_Exercise directions_. Restate word for word the lines of the records below, starting at the line that contains "use log::debug;" and ending at the line that contains "the source identifier.", with both of those lines included and nothing else.

(Saved data entries)
--- START ---
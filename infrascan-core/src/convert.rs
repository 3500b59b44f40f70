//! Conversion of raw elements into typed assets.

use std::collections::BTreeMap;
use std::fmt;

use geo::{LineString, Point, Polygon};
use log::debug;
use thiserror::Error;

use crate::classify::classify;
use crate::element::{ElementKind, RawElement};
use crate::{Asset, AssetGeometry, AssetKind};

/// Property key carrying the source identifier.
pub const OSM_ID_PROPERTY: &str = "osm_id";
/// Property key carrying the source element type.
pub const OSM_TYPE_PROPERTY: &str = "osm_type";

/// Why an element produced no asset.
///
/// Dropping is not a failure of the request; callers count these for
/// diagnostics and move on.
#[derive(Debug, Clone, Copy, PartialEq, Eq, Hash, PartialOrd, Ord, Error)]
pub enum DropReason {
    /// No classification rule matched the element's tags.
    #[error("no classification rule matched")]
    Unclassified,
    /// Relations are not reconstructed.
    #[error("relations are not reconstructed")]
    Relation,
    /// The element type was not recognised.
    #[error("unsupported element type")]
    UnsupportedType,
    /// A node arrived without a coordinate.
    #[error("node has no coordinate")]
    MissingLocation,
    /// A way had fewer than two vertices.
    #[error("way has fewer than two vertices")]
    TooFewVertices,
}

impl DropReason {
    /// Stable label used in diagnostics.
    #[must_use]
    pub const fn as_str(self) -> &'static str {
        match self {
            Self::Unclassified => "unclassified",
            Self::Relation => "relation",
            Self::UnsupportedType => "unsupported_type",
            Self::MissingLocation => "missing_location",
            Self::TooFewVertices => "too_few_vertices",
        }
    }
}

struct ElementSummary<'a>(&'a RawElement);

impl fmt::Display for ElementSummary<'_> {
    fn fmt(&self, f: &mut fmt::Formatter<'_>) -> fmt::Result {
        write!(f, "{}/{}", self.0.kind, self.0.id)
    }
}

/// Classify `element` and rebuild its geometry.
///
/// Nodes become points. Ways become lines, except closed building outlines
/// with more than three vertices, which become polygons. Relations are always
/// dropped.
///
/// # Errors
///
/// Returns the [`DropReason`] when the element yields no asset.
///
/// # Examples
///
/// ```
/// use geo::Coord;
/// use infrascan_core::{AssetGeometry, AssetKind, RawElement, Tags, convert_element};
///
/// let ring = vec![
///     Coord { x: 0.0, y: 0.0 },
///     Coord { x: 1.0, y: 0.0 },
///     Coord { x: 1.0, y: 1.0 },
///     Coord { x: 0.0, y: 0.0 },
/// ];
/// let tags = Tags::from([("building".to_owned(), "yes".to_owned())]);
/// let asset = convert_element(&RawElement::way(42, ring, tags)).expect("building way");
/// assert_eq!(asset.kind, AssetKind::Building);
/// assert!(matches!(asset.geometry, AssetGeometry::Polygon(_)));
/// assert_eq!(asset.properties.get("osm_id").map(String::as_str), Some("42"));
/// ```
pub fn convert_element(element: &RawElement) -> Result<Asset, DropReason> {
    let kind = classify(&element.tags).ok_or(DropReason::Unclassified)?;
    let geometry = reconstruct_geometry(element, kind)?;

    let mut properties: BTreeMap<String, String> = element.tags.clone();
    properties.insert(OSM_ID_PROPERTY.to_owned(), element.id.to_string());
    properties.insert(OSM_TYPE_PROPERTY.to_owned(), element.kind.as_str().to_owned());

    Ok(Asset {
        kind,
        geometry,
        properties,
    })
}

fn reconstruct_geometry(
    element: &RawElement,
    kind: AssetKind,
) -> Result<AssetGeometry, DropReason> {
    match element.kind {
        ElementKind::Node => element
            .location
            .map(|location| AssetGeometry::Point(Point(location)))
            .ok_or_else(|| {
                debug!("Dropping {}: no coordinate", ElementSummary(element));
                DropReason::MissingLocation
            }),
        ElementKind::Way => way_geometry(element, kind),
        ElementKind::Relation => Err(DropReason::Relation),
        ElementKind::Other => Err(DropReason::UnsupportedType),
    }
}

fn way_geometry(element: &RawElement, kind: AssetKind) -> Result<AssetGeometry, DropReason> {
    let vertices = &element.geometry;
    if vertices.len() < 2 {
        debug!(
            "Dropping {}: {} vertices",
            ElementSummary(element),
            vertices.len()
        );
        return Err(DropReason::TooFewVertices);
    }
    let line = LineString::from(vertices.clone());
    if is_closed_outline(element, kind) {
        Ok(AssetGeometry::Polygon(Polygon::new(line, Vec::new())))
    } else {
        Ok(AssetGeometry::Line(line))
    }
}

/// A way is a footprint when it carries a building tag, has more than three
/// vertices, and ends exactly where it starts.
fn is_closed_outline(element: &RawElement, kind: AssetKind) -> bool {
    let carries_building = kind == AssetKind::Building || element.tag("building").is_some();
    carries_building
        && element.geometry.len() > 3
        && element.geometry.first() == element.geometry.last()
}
--- END ---
_Answer space_.
use log::debug;
use thiserror::Error;

use crate::classify::classify;
use crate::element::{ElementKind, RawElement};
use crate::{Asset, AssetGeometry, AssetKind};

/// Property key carrying the source identifier.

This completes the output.